Most of these young black soldiers were draftees as many young whites hid out in college or even got married to duck the war--Dick Cheney had seven deferments as I recall, six for staying in college right into graduate school and when that ran out he got married!


----------



## Warrigal (Sep 4, 2014)

Justme, these things do happen. 
I had never heard of this but I've just found a reference to similar events with Aussie troops in Vietnam.



> Vietnam War (Australian forces):
> 
> On 23 November 1969, Lieutenant Robert Thomas Convery of the 9th Battalion of the Royal Australian Regiment was killed when a grenade exploded while he was sleeping in his tent at Nui Dat, South Vietnam. Private Peter Denzil Allen was convicted of Convery's murder and served ten years and eight months of a life sentence in Risdon Prison.[SUP][13][/SUP]
> On Christmas Day 1970, Sergeants Allan Brian Moss and John Wallace Galvin were shot dead and Sergeant Frederick Edwin Bowtell injured when Private Paul Ramon Ferriday opened fire with his rifle into the Sergeant's Mess of the Royal Australian Army Service Corps at Nui Dat, South Vietnam after an all-day drinking session. Ferriday was convicted on two counts of manslaughter and one of assault with a weapon, and served eight years of a ten-year sentence.[SUP][14][/SUP]


----------



## Ralphy1 (Sep 4, 2014)

Yes, these things do happen, just consider the My Lai massacre.  Also, having spent some time in the Philippines during the Cold War I saw racism on all levels which makes me believe that the black troops in Vietnam did not like the racism that they saw and didn't want to die in the white man's war...


----------



## Warrigal (Sep 4, 2014)

Apparently the rate of these incidents in Iraq was very low and is attributed to an all volunteer army.


----------



## Ralphy1 (Sep 4, 2014)

I agree, but still another stupid war that has left the world in chaos...


----------



## Grumpy Ol' Man (Sep 4, 2014)

Dame Warrigal said:


> Apparently the rate of these incidents in Iraq was very low and is attributed to an all volunteer army.



When our son was in Iraq, I quizzed him on his thought of the officer corps.  I knew that there was significant dissent, distruct, and angst between enlisted and officers in Viet Nam.  Our son was quite complimentary of today's officers.  Understand that deployment was with the 82nd Airborne, one of the elite fighting divisions in the world.  I do believe the transition from draftees to all volunteer has helped change the perception of fellow soldiers.


----------



## Grumpy Ol' Man (Sep 4, 2014)

Dame Warrigal said:


> I'm hearing war drums beating, and not just in the Middle East. :distress:



Respectfully, I'm not nearly as pessimistic as some.  I believe the three big powers... U.S., Russia, and China... all understand what war between any two of the three would mean to their economies.  The USSR went down due to economic problems, not bombs and missles.  I don't believe Putin wants to go that route again.
There will be posturing.  There will be finger shaking and tough talk.  I don't see it going any further than that.

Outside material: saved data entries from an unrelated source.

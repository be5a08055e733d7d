//! Cosmetic LLM formatting with numeric containment
//!
//! The model writes prose over `{{n.field}}` placeholders; every numeric
//! the user sees is substituted from the fetched records by [`render`].
//! Prose containing free-form numerics that do not appear in the records
//! is discarded wholesale in favour of the structured fallback.

use std::collections::HashSet;
use std::sync::OnceLock;

use regex::Regex;
use wayfinder_core::Record;

/// System prompt for the optional formatting pass
pub const FORMAT_SYSTEM_PROMPT: &str = "You summarize travel marketplace listings in one short, \
friendly paragraph. Refer to values from the records exclusively through placeholders of the \
form {{n.field}} where n is the 1-based record number, e.g. {{1.title}} or {{1.price}}. Never \
write literal numbers, prices, or ratings yourself. Do not invent records that are not listed.";

/// User message for the formatting pass: the records as opaque context
pub fn build_format_prompt(records: &[Record]) -> String {
    let mut prompt = String::from("Records:\n");
    for (index, record) in records.iter().enumerate() {
        prompt.push_str(&format!(
            "{}. {}\n",
            index + 1,
            serde_json::Value::Object(record.clone())
        ));
    }
    prompt.push_str("\nWrite one short paragraph presenting these records.");
    prompt
}

fn placeholder_pattern() -> &'static Regex {
    static RE: OnceLock<Regex> = OnceLock::new();
    RE.get_or_init(|| Regex::new(r"\{\{\s*(\d+)\.([A-Za-z0-9_]+)\s*\}\}").expect("must be valid regex"))
}

fn number_pattern() -> &'static Regex {
    static RE: OnceLock<Regex> = OnceLock::new();
    RE.get_or_init(|| Regex::new(r"\d+(?:\.\d+)?").expect("must be valid regex"))
}

/// Substitute placeholders from the records and verify containment
///
/// Returns `None` (discard the prose) when a placeholder points
/// nowhere, or when the final text carries any number that is not a
/// value drawn from the records.
pub fn render(prose: &str, records: &[Record]) -> Option<String> {
    let mut rendered = String::with_capacity(prose.len());
    let mut last_end = 0;

    for captures in placeholder_pattern().captures_iter(prose) {
        let overall = captures.get(0).expect("match exists");
        let index: usize = captures.get(1)?.as_str().parse().ok()?;
        let field = captures.get(2)?.as_str();

        // 1-based record index
        let record = records.get(index.checked_sub(1)?)?;
        let value = record.get(field)?;

        rendered.push_str(&prose[last_end..overall.start()]);
        rendered.push_str(&value_to_text(value)?);
        last_end = overall.end();
    }
    rendered.push_str(&prose[last_end..]);

    // Containment check: every remaining number must come from a record
    let allowed = allowed_numbers(records);
    for number in number_pattern().find_iter(&rendered) {
        if !allowed.contains(number.as_str()) {
            return None;
        }
    }

    Some(rendered)
}

/// Render one substitutable value; objects and arrays are not allowed
fn value_to_text(value: &serde_json::Value) -> Option<String> {
    match value {
        serde_json::Value::String(s) => Some(s.clone()),
        serde_json::Value::Number(n) => Some(n.to_string()),
        serde_json::Value::Bool(b) => Some(b.to_string()),
        _ => None,
    }
}

/// Every numeric token present anywhere in the records, including
/// numbers embedded in string fields
fn allowed_numbers(records: &[Record]) -> HashSet<String> {
    let mut allowed = HashSet::new();
    for record in records {
        collect_numbers(&serde_json::Value::Object(record.clone()), &mut allowed);
    }
    allowed
}

fn collect_numbers(value: &serde_json::Value, out: &mut HashSet<String>) {
    match value {
        serde_json::Value::Number(n) => {
            out.insert(n.to_string());
        }
        serde_json::Value::String(s) => {
            for number in number_pattern().find_iter(s) {
                out.insert(number.as_str().to_owned());
            }
        }
        serde_json::Value::Array(items) => {
            for item in items {
                collect_numbers(item, out);
            }
        }
        serde_json::Value::Object(map) => {
            for item in map.values() {
                collect_numbers(item, out);
            }
        }
        serde_json::Value::Bool(_) | serde_json::Value::Null => {}
    }
}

The much bigger threat is that of radical Islam.  Russia, China, Europe, Africa, Middle East... Not one place in the world is exempt from terrorist activity of jihadists.  The Middle East and North Africa have already been pretty well taken over by the radicals.  They have found their barbaric behaviour gains them footholds that they use to take over large geographic regions.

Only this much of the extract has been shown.